----- INFORMATION SUPPLIED -----

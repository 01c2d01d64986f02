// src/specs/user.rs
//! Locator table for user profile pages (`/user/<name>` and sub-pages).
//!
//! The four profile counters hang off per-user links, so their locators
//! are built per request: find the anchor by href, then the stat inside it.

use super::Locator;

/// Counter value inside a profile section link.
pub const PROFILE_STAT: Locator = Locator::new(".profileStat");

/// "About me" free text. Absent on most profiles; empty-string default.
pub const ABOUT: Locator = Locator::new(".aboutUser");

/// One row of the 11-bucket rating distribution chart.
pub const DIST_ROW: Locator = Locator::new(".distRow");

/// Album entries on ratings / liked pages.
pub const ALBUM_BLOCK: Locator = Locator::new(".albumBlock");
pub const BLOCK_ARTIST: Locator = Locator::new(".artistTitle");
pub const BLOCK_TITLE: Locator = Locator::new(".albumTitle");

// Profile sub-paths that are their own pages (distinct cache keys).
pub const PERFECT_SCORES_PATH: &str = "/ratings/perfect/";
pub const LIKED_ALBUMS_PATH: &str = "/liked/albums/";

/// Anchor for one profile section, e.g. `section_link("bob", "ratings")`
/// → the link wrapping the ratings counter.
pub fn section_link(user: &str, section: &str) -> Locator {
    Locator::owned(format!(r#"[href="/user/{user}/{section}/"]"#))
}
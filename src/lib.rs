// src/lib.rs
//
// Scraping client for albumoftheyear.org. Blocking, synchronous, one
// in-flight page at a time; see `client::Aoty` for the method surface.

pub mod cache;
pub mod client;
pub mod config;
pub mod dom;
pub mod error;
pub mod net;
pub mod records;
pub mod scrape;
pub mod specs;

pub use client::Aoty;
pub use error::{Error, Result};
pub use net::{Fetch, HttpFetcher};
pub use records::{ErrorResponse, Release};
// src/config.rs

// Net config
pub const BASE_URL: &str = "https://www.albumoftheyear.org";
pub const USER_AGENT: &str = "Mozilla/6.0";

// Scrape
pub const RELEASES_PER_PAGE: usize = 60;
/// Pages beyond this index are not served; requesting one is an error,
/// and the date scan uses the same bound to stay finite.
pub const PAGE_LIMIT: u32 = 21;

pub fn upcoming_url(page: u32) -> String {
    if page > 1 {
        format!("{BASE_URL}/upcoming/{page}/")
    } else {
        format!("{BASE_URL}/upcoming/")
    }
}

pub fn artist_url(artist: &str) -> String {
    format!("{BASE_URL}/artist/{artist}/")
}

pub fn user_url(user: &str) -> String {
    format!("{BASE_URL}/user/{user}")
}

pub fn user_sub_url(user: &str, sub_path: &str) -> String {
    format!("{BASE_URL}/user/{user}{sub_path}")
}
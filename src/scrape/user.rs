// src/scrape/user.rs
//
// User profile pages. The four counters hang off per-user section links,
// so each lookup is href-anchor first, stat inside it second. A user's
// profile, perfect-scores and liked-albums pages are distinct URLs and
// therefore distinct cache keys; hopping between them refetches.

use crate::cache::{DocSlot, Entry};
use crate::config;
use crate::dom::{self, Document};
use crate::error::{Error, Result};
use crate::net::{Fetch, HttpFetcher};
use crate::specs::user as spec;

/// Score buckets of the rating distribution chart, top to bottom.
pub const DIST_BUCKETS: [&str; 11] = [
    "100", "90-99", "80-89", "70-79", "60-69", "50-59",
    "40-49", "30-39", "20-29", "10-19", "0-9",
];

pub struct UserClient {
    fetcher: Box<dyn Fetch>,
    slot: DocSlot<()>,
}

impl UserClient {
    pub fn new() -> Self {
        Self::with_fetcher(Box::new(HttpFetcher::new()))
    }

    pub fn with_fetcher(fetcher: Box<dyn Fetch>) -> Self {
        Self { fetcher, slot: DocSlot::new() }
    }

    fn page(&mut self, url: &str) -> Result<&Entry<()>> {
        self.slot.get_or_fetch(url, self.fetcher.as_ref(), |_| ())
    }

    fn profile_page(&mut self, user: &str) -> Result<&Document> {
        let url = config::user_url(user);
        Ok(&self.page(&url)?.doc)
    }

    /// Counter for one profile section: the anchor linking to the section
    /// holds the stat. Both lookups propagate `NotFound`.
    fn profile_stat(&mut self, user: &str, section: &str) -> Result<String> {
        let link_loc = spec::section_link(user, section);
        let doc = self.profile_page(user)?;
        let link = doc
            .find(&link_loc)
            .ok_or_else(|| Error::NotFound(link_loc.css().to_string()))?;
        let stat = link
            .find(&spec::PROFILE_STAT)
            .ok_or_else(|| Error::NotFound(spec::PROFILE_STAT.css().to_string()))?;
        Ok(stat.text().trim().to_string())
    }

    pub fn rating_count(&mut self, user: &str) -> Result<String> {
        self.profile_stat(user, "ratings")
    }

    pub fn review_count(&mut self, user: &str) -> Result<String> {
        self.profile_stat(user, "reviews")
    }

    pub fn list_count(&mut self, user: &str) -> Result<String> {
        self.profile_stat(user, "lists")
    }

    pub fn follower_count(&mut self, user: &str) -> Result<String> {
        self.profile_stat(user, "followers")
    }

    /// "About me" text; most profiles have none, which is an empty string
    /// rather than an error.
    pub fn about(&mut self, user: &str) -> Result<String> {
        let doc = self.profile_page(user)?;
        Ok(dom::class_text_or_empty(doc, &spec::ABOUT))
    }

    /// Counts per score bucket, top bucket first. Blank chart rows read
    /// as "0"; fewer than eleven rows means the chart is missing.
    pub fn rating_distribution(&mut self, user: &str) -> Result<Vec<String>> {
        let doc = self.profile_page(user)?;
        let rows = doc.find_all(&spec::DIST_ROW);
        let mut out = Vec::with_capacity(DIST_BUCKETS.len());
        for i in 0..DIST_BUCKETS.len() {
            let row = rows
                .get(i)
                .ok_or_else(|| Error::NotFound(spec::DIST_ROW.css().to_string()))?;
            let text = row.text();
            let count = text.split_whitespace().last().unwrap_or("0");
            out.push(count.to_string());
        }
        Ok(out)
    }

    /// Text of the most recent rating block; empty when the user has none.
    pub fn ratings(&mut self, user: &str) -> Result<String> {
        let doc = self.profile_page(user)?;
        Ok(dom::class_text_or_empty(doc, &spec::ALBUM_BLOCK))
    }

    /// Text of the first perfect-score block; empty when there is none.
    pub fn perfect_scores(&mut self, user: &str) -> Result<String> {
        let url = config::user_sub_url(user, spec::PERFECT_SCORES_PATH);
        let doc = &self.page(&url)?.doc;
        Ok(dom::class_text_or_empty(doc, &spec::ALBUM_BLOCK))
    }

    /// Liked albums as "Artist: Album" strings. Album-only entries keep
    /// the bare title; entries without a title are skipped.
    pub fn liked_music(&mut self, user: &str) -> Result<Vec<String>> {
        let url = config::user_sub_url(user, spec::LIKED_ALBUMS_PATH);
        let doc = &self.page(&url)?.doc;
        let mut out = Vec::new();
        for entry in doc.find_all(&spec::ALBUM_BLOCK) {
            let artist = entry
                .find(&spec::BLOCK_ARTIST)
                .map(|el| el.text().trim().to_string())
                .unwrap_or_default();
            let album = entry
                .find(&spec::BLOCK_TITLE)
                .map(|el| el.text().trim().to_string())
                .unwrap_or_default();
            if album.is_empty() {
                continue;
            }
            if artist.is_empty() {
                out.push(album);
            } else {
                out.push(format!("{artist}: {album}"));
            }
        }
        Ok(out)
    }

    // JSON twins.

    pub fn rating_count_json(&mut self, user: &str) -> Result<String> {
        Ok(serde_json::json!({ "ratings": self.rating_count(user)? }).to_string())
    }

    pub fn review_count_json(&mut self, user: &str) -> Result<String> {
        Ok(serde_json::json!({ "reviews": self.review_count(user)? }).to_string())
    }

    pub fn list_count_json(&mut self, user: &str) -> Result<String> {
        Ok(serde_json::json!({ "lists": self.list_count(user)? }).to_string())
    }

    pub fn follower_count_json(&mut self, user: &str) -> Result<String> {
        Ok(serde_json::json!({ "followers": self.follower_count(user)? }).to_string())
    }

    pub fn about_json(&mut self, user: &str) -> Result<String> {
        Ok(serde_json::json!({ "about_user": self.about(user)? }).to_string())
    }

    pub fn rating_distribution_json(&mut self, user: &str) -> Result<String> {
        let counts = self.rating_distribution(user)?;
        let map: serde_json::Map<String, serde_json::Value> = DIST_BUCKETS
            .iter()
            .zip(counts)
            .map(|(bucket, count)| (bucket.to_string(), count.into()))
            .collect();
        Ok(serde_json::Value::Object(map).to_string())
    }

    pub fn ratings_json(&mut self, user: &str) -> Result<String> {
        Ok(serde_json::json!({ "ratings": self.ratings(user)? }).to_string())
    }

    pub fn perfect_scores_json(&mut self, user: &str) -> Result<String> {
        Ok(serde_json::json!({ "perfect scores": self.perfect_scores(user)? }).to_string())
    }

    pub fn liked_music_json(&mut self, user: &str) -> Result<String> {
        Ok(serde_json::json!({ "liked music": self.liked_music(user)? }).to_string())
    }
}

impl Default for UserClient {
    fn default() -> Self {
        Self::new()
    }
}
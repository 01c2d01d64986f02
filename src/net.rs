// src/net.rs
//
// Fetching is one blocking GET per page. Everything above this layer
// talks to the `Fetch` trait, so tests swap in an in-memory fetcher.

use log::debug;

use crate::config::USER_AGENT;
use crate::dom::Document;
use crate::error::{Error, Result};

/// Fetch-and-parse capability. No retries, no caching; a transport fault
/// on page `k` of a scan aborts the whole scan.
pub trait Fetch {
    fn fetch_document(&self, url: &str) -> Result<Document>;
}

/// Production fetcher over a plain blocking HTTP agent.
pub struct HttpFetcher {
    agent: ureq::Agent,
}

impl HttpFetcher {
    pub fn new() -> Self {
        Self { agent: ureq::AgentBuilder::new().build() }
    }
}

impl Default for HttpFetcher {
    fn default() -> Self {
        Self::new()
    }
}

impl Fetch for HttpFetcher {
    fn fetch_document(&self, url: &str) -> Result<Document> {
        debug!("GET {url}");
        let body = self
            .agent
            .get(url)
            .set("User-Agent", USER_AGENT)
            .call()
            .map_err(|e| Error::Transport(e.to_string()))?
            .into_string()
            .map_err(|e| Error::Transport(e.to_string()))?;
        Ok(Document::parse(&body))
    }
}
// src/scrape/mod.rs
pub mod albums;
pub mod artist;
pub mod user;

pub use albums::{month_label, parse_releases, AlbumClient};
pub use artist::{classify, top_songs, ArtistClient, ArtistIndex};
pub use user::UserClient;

-----
----- INFORMATION SUPPLIED -----

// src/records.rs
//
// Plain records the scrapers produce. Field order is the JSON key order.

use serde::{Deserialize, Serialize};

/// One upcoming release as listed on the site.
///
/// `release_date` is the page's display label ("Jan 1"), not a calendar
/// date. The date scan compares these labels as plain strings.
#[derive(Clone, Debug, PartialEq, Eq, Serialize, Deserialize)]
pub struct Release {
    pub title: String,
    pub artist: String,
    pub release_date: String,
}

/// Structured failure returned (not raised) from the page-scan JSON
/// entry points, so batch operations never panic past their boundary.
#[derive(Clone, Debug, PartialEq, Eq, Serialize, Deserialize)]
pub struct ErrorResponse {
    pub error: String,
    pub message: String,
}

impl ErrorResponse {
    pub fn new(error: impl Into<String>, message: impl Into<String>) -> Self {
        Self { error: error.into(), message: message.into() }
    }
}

-----
----- INFORMATION SUPPLIED -----

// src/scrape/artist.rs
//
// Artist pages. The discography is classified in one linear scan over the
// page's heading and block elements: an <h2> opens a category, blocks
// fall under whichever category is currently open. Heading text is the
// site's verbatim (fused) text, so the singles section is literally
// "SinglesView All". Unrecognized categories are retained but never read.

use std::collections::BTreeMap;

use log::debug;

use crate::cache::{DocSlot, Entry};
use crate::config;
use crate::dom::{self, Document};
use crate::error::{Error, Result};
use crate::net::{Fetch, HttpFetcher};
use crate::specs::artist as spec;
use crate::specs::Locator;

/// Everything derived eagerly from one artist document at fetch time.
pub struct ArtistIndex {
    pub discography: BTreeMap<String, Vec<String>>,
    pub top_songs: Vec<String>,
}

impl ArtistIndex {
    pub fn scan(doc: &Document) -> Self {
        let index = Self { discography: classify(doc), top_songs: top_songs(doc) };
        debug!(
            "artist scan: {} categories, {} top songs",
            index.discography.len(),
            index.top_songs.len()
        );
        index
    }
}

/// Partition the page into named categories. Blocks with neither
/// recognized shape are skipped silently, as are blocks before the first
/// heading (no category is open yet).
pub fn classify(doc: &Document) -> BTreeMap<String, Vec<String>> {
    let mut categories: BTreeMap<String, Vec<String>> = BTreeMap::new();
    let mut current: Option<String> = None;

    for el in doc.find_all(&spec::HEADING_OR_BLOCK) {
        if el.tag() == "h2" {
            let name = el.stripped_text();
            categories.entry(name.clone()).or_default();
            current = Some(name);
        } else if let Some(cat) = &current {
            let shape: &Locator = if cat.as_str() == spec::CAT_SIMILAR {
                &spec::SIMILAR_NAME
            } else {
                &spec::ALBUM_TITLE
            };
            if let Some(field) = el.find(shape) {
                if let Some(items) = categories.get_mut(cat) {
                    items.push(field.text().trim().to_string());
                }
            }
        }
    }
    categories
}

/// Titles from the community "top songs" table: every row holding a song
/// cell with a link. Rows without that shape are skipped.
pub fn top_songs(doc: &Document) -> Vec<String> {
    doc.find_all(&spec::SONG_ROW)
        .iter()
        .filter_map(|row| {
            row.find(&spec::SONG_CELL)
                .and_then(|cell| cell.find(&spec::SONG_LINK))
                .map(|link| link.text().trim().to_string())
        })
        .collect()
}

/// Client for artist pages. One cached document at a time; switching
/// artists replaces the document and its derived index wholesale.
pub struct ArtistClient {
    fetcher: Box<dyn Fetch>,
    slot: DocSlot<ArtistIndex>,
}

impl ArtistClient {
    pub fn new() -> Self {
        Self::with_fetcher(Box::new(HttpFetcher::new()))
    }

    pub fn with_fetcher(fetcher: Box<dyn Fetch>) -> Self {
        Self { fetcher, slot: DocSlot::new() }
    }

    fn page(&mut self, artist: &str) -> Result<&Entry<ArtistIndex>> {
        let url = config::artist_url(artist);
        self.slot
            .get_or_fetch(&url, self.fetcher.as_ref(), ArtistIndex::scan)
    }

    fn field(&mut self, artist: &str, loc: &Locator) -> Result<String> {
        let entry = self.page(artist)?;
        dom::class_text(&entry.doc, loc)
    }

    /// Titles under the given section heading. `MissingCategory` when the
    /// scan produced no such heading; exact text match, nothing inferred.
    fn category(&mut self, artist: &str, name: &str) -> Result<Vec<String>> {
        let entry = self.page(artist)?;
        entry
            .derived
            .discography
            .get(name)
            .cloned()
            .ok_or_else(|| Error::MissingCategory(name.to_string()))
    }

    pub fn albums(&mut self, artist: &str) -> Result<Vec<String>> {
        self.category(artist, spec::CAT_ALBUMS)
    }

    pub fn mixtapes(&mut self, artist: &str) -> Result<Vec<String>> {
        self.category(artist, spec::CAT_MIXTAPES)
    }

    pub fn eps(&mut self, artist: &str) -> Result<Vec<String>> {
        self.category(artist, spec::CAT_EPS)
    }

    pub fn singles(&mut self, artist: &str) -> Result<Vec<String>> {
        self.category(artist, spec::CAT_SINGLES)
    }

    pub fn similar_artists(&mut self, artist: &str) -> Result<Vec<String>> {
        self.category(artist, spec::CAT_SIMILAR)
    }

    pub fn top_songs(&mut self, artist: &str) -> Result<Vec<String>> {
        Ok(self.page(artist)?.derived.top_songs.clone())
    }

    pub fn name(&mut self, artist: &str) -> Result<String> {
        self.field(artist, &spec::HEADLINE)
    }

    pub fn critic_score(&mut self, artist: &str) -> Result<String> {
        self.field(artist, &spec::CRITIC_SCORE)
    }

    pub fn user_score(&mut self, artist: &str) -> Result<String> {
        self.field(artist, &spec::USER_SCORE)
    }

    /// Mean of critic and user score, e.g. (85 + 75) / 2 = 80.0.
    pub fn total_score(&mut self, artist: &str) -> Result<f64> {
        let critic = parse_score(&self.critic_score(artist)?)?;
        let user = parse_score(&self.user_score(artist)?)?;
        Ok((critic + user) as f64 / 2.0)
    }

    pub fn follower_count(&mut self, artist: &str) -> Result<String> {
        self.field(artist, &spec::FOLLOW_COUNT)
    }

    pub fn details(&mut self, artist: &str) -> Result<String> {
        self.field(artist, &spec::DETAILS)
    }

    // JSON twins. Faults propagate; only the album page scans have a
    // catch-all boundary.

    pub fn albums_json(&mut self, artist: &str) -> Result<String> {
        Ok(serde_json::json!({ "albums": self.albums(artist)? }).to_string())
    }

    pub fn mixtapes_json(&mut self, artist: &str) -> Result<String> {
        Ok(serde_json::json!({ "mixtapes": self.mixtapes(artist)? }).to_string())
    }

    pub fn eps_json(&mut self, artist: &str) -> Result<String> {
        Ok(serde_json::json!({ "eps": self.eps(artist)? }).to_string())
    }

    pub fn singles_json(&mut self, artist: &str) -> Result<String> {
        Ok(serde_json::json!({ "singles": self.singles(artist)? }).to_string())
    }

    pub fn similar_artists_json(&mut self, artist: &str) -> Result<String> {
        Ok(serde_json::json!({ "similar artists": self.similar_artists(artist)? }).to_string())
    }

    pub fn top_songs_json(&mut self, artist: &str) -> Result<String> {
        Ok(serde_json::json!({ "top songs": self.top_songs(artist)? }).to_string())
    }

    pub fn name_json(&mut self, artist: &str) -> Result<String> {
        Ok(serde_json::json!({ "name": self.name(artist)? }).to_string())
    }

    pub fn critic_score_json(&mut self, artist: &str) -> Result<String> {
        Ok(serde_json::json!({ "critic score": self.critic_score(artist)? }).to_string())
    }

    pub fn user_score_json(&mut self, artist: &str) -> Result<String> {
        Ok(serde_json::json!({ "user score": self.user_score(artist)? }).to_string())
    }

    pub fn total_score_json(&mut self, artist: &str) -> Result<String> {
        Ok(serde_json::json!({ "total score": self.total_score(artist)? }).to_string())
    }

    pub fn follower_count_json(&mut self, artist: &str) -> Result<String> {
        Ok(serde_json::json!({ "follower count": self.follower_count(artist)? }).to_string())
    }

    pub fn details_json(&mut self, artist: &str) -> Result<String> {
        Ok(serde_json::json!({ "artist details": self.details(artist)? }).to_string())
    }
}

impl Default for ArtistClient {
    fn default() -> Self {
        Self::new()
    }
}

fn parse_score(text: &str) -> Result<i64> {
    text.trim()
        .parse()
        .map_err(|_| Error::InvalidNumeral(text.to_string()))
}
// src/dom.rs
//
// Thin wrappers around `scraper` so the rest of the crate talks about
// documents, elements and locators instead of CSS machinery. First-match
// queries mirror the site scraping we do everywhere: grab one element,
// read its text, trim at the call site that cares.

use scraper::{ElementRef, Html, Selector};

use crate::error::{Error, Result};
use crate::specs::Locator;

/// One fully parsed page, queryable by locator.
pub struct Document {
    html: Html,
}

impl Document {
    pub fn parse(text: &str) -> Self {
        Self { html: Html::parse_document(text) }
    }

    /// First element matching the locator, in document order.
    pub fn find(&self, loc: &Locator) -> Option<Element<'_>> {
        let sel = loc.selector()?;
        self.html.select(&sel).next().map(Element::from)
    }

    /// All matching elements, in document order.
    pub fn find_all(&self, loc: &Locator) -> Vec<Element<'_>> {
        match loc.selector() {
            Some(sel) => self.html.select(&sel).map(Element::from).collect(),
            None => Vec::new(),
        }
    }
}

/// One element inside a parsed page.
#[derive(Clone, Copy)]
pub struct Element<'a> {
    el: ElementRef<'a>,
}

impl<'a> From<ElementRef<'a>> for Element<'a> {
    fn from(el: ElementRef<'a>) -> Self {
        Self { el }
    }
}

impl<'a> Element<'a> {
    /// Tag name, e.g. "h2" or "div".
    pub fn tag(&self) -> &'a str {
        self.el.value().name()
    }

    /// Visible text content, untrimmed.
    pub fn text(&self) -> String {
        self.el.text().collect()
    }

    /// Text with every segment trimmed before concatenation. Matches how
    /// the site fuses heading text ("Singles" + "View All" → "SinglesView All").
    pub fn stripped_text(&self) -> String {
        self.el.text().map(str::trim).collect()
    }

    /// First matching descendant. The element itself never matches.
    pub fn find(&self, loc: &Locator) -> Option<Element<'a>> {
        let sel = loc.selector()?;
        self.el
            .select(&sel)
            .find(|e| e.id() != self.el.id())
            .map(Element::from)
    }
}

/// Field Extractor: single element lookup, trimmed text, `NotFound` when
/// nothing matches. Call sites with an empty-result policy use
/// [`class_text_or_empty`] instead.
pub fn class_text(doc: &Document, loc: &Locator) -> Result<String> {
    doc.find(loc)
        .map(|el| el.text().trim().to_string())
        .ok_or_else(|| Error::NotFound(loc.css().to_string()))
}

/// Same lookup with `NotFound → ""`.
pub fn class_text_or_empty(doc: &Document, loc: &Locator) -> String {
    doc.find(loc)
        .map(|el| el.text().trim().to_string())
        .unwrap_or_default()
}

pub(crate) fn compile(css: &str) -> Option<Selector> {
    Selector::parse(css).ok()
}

-----

▶ _YOUR ASSIGNMENT_
Could you return all lines from the records that include the word "distinct"?

▶ _FINAL ANSWER_
// Profile sub-paths that are their own pages (distinct cache keys).
// profile, perfect-scores and liked-albums pages are distinct URLs and
// therefore distinct cache keys; hopping between them refetches.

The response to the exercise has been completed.